- Born: 1783
- Died: 1839 (aged 55–56)
- Allegiance: Great Britain
- Branch: British Army
- Rank: Lieutenant Colonel

= George Thomas d'Aguilar =

British Army officer (b. 1783, d. 1839)

Lieutenant Colonel George Thomas d'Aguilar (11 August 1783 – 9 October 1839) was a British Army officer.

== Family ==
D'Aguilar was born in Oxford, to Benjamin d'Aguilar and Jane d'Aguilar, D'Aguilar received the Christian Anglican baptism in May 1784. He was a descendant of Baron Diego Pereira d'Aguilar and cousin of George Charles D'Aguilar.
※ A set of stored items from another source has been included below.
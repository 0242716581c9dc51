#![forbid(unsafe_code)]

//! Ordered multicast event.
//!
//! # Design
//!
//! [`MulticastEvent<Args, R>`] owns an ordered list of
//! [`Callable<Args, R>`] values. Raising the event calls every subscriber in
//! subscription order with the same arguments; return values are discarded.
//!
//! All operations take `&self`. The list lives in a `RefCell` that is only
//! borrowed for the duration of the list operation itself, never while a
//! subscriber runs, so a subscriber that can reach the event (through an
//! `Rc`/`Weak`) may subscribe or unsubscribe during a raise.
//!
//! # Invariants
//!
//! 1. The list never contains a null callable.
//! 2. Subscribers are invoked in the order they were subscribed.
//! 3. A raise delivers to the subscribers present when it started: callables
//!    added during the raise are first called by the next raise, callables
//!    removed during the raise still receive the current one.
//! 4. Unsubscribing removes only the first equal entry.
//!
//! # Failure Modes
//!
//! | Failure | Cause | Behavior |
//! |---------|-------|----------|
//! | Duplicate subscribe | Equal callable already present | Warning; appended anyway |
//! | Unknown unsubscribe | No equal callable present | Warning; no-op |
//! | Null subscribe/unsubscribe | `Callable::null()` passed | Error-class violation; no-op under lenient policy |
//! | Broken subscriber | Receiver dropped or busy during raise | Error-class violation; remaining subscribers still run under lenient policy |
//!
//! The `try_` variants reject duplicates, unknown and null callables with an
//! [`EventError`] instead, without touching the list or reporting anything.
//!
//! # Thread safety
//!
//! Not thread-safe (`!Send`, `!Sync`). Share an event across threads only by
//! building a synchronized wrapper around it.
//!
//! # Example
//!
//! ```
//! use std::cell::Cell;
//! use zb_delegate::{Callable, MulticastEvent};
//!
//! fn double(total: &Cell<i32>) {
//!     total.set(total.get() * 2);
//! }
//!
//! fn increment(total: &Cell<i32>) {
//!     total.set(total.get() + 1);
//! }
//!
//! let total = Cell::new(3);
//! let changed: MulticastEvent<(&Cell<i32>,)> = MulticastEvent::new();
//! changed.subscribe(Callable::from_fn(double));
//! changed.subscribe(Callable::from_fn(increment));
//!
//! changed.emit(&total);
//! assert_eq!(total.get(), 7);
//! ```

use std::cell::RefCell;
use std::fmt;

use zb_core::diagnostics;

use crate::callable::Callable;
use crate::error::EventError;
use crate::list::SubscriberList;
use crate::signature::ArgList;

#[cfg(feature = "tracing")]
use tracing::trace;

/// An ordered set of subscribers invoked together.
pub struct MulticastEvent<Args, R = ()> {
    subscribers: RefCell<SubscriberList<Callable<Args, R>>>,
}

impl<Args, R> Default for MulticastEvent<Args, R> {
    fn default() -> Self {
        Self {
            subscribers: RefCell::new(SubscriberList::default()),
        }
    }
}

/// Copies the subscriber list; the copy is an independent event.
impl<Args, R> Clone for MulticastEvent<Args, R> {
    fn clone(&self) -> Self {
        Self {
            subscribers: RefCell::new(self.subscribers.borrow().clone()),
        }
    }
}

impl<Args, R> fmt::Debug for MulticastEvent<Args, R> {
    fn fmt(&self, f: &mut fmt::Formatter<'_>) -> fmt::Result {
        let subscribers = self.subscribers.borrow();
        f.debug_struct("MulticastEvent")
            .field("subscriber_count", &subscribers.len())
            .field("subscribers", &subscribers.to_vec())
            .finish()
    }
}

impl<Args: ArgList, R> MulticastEvent<Args, R> {
    /// Number of parameters in the signature.
    pub const ARITY: usize = Args::ARITY;

    /// Create an event with no subscribers.
    #[must_use]
    pub fn new() -> Self {
        Self::default()
    }

    /// Number of parameters in the signature.
    #[inline]
    #[must_use]
    pub const fn parameter_count(&self) -> usize {
        Args::ARITY
    }

    /// Append `callable` to the subscriber list.
    ///
    /// A callable that is already subscribed is reported as a warning and
    /// appended again; it will then run once per subscription.
    ///
    /// # Panics
    ///
    /// Panics under the strict contract policy if `callable` is null.
    #[track_caller]
    pub fn subscribe(&self, callable: Callable<Args, R>) {
        if callable.is_null() {
            let err = EventError::NullSubscriber;
            diagnostics::error(err.as_str(), format!("subscribe: {err}"));
            return;
        }
        let duplicate = self.subscribers.borrow().contains(&callable);
        if duplicate {
            let err = EventError::AlreadySubscribed;
            diagnostics::warning(err.as_str(), format!("subscribe: {err}: {callable:?}"));
        }
        let mut subscribers = self.subscribers.borrow_mut();
        subscribers.push(callable);

        #[cfg(feature = "tracing")]
        trace!(subscribers = subscribers.len(), duplicate, "event subscribe");
    }

    /// Append `callable` unless it is null or already subscribed.
    ///
    /// # Errors
    ///
    /// [`EventError::NullSubscriber`] or [`EventError::AlreadySubscribed`];
    /// the list is unchanged in both cases.
    pub fn try_subscribe(&self, callable: Callable<Args, R>) -> Result<(), EventError> {
        if callable.is_null() {
            return Err(EventError::NullSubscriber);
        }
        let mut subscribers = self.subscribers.borrow_mut();
        if subscribers.contains(&callable) {
            return Err(EventError::AlreadySubscribed);
        }
        subscribers.push(callable);
        Ok(())
    }

    /// Remove the first subscriber equal to `callable`.
    ///
    /// Removing a callable that is not subscribed is reported as a warning
    /// and leaves the list unchanged.
    ///
    /// # Panics
    ///
    /// Panics under the strict contract policy if `callable` is null.
    #[track_caller]
    pub fn unsubscribe(&self, callable: &Callable<Args, R>) {
        if callable.is_null() {
            let err = EventError::NullSubscriber;
            diagnostics::error(err.as_str(), format!("unsubscribe: {err}"));
            return;
        }
        let removed = self.subscribers.borrow_mut().remove_first(callable);
        if !removed {
            let err = EventError::NotSubscribed;
            diagnostics::warning(err.as_str(), format!("unsubscribe: {err}: {callable:?}"));
        }

        #[cfg(feature = "tracing")]
        trace!(
            subscribers = self.subscribers.borrow().len(),
            removed,
            "event unsubscribe"
        );
    }

    /// Remove the first subscriber equal to `callable`.
    ///
    /// # Errors
    ///
    /// [`EventError::NullSubscriber`] or [`EventError::NotSubscribed`]; the
    /// list is unchanged in both cases.
    pub fn try_unsubscribe(&self, callable: &Callable<Args, R>) -> Result<(), EventError> {
        if callable.is_null() {
            return Err(EventError::NullSubscriber);
        }
        if self.subscribers.borrow_mut().remove_first(callable) {
            Ok(())
        } else {
            Err(EventError::NotSubscribed)
        }
    }

    /// Remove every subscriber.
    pub fn unsubscribe_all(&self) {
        self.subscribers.borrow_mut().clear();

        #[cfg(feature = "tracing")]
        trace!("event unsubscribe_all");
    }

    /// Drop subscribers whose receiver no longer exists. Returns how many
    /// were removed.
    pub fn retain_alive(&self) -> usize {
        let mut subscribers = self.subscribers.borrow_mut();
        let before = subscribers.len();
        subscribers.retain(|c| c.is_alive());
        before - subscribers.len()
    }

    /// Whether a subscriber equal to `callable` is present.
    #[must_use]
    pub fn contains(&self, callable: &Callable<Args, R>) -> bool {
        self.subscribers.borrow().contains(callable)
    }

    /// Number of subscriptions (duplicates counted separately).
    #[must_use]
    pub fn subscriber_count(&self) -> usize {
        self.subscribers.borrow().len()
    }

    /// Whether there are no subscribers.
    #[must_use]
    pub fn is_empty(&self) -> bool {
        self.subscribers.borrow().is_empty()
    }

    /// Snapshot of the subscriber list in raise order. Changing the returned
    /// vector does not affect the event.
    #[must_use]
    pub fn subscribers(&self) -> Vec<Callable<Args, R>> {
        self.subscribers.borrow().to_vec()
    }

    /// Call every subscriber, in subscription order, with `args`.
    ///
    /// Each subscriber but the last receives a clone of `args`; pass shared
    /// references (`&Cell<T>`, `&RefCell<T>`) to let subscribers see each
    /// other's changes.
    ///
    /// # Panics
    ///
    /// Under the strict contract policy, panics at the first subscriber that
    /// cannot be reached; later subscribers are not called.
    #[track_caller]
    pub fn raise(&self, args: Args)
    where
        Args: Clone,
    {
        let snapshot = self.subscribers.borrow().snapshot();

        #[cfg(feature = "tracing")]
        trace!(subscribers = snapshot.len(), "event raise");

        if let Some((last, rest)) = snapshot.split_last() {
            for subscriber in rest {
                Self::deliver(subscriber, args.clone());
            }
            Self::deliver(last, args);
        }
    }

    #[track_caller]
    fn deliver(subscriber: &Callable<Args, R>, args: Args) {
        if let Err(err) = subscriber.try_call(args) {
            diagnostics::error(err.as_str(), format!("raise: {err}: {subscriber:?}"));
        }
    }
}

macro_rules! impl_emit {
    ($($A:ident $a:ident),*) => {
        impl<$($A: Clone,)* R> MulticastEvent<($($A,)*), R> {
            /// Raise the event with positional arguments.
            ///
            /// # Panics
            ///
            /// See [`MulticastEvent::raise`].
            #[inline]
            #[track_caller]
            pub fn emit(&self $(, $a: $A)*) {
                self.raise(($($a,)*));
            }
        }
    };
}

all_tuples!(impl_emit);

impl<Args: ArgList, R> FromIterator<Callable<Args, R>> for MulticastEvent<Args, R> {
    fn from_iter<I: IntoIterator<Item = Callable<Args, R>>>(iter: I) -> Self {
        let mut event = Self::new();
        event.extend(iter);
        event
    }
}

/// Subscribes each callable in order, with the same checks as
/// [`MulticastEvent::subscribe`].
impl<Args: ArgList, R> Extend<Callable<Args, R>> for MulticastEvent<Args, R> {
    fn extend<I: IntoIterator<Item = Callable<Args, R>>>(&mut self, iter: I) {
        for callable in iter {
            self.subscribe(callable);
        }
    }
}
#![forbid(unsafe_code)]

//! Delegates: type-erased callables and ordered multicast events.
//!
//! # Role in Zunderbolt
//! `zb-delegate` is the dispatch layer. A [`Callable`] names one function or
//! one method bound to a receiver; a [`MulticastEvent`] calls an ordered list
//! of them with the same arguments.
//!
//! # Primary responsibilities
//! - **signature**: argument tuples and the binding traits for plain `Fn`
//!   types, for every arity from 0 to 12.
//! - **callable**: null-able, comparable, hashable handles with weakly held
//!   receivers.
//! - **event**: subscription management and snapshot delivery.
//!
//! Contract violations (null invocation, duplicate subscription, ...) are
//! reported through `zb-core` diagnostics.
//!
//! # Example
//!
//! ```
//! use std::cell::RefCell;
//! use std::rc::Rc;
//! use zb_delegate::{Callable, MulticastEvent};
//!
//! #[derive(Default)]
//! struct Log(Vec<String>);
//!
//! impl Log {
//!     fn record(&mut self, line: &'static str) {
//!         self.0.push(line.to_owned());
//!     }
//! }
//!
//! let log = Rc::new(RefCell::new(Log::default()));
//! let closed: MulticastEvent<(&'static str,)> = MulticastEvent::new();
//! closed.subscribe(Callable::from_method(&log, Log::record));
//!
//! closed.emit("window closed");
//! assert_eq!(log.borrow().0, ["window closed"]);
//! ```

/// Invoke `$m!` once per supported arity, with `(Type ident)` pairs.
macro_rules! all_tuples {
    ($m:ident) => {
        $m!();
        $m!(A0 a0);
        $m!(A0 a0, A1 a1);
        $m!(A0 a0, A1 a1, A2 a2);
        $m!(A0 a0, A1 a1, A2 a2, A3 a3);
        $m!(A0 a0, A1 a1, A2 a2, A3 a3, A4 a4);
        $m!(A0 a0, A1 a1, A2 a2, A3 a3, A4 a4, A5 a5);
        $m!(A0 a0, A1 a1, A2 a2, A3 a3, A4 a4, A5 a5, A6 a6);
        $m!(A0 a0, A1 a1, A2 a2, A3 a3, A4 a4, A5 a5, A6 a6, A7 a7);
        $m!(A0 a0, A1 a1, A2 a2, A3 a3, A4 a4, A5 a5, A6 a6, A7 a7, A8 a8);
        $m!(A0 a0, A1 a1, A2 a2, A3 a3, A4 a4, A5 a5, A6 a6, A7 a7, A8 a8, A9 a9);
        $m!(A0 a0, A1 a1, A2 a2, A3 a3, A4 a4, A5 a5, A6 a6, A7 a7, A8 a8, A9 a9, A10 a10);
        $m!(A0 a0, A1 a1, A2 a2, A3 a3, A4 a4, A5 a5, A6 a6, A7 a7, A8 a8, A9 a9, A10 a10, A11 a11);
    };
}

mod callable;
mod error;
mod event;
mod list;
mod receiver;
pub mod signature;

pub use callable::{Callable, TargetKind};
pub use error::{DelegateError, EventError};
pub use event::MulticastEvent;
pub use receiver::Receiver;
pub use signature::{ArgList, ConstMethod, ConstMethodPtr, FnPtr, Function, Method, MethodPtr};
He married with Catherine Burton and they had 8 children, including the Rev. John Burton D'Aguilar, Vicar of Ashwick. His wife Catherine was the aunt of the explorer Sir Richard Francis Burton.

== Military career ==
D'Aguilar traveled to Calcutta on 14 November 1790 and entered the first Battalion of the 13th Regiment of Foot in Varanasi. Having secured a commission on the establishment of the honorable service of the East India Company, D'Aguilar traveled to Madras and was sent to the 13th Native Infantry of Madras. In August 1798 he was commissioned by the H.M.S 78th. He was promoted to the post of Lieutenant on 29 May 1800 in Gorakhpur. In 1802 he became a volunteer to participate in the French campaign in Egyptian Expedition, but was not accepted. He served in the battalion's advance with Colonel Philpot's brigade, and subsequently in Sir Dyson Marshal's division, he commanded 5 companies at Mundla in 23 to 27 April 1818, and under the personal direction of Gen. J. Watson, in HMS 14th regiment he was allowed to join the 1st battalion 13th regiment. In August 1818 he went to Ceylon and then to Barrackpore with some volunteers, but the conflicts in those places were repressed and he returned his corps at Aligarh.

He was grandfather of Francis d'Aguilar. He died in 1839 in Calcutta.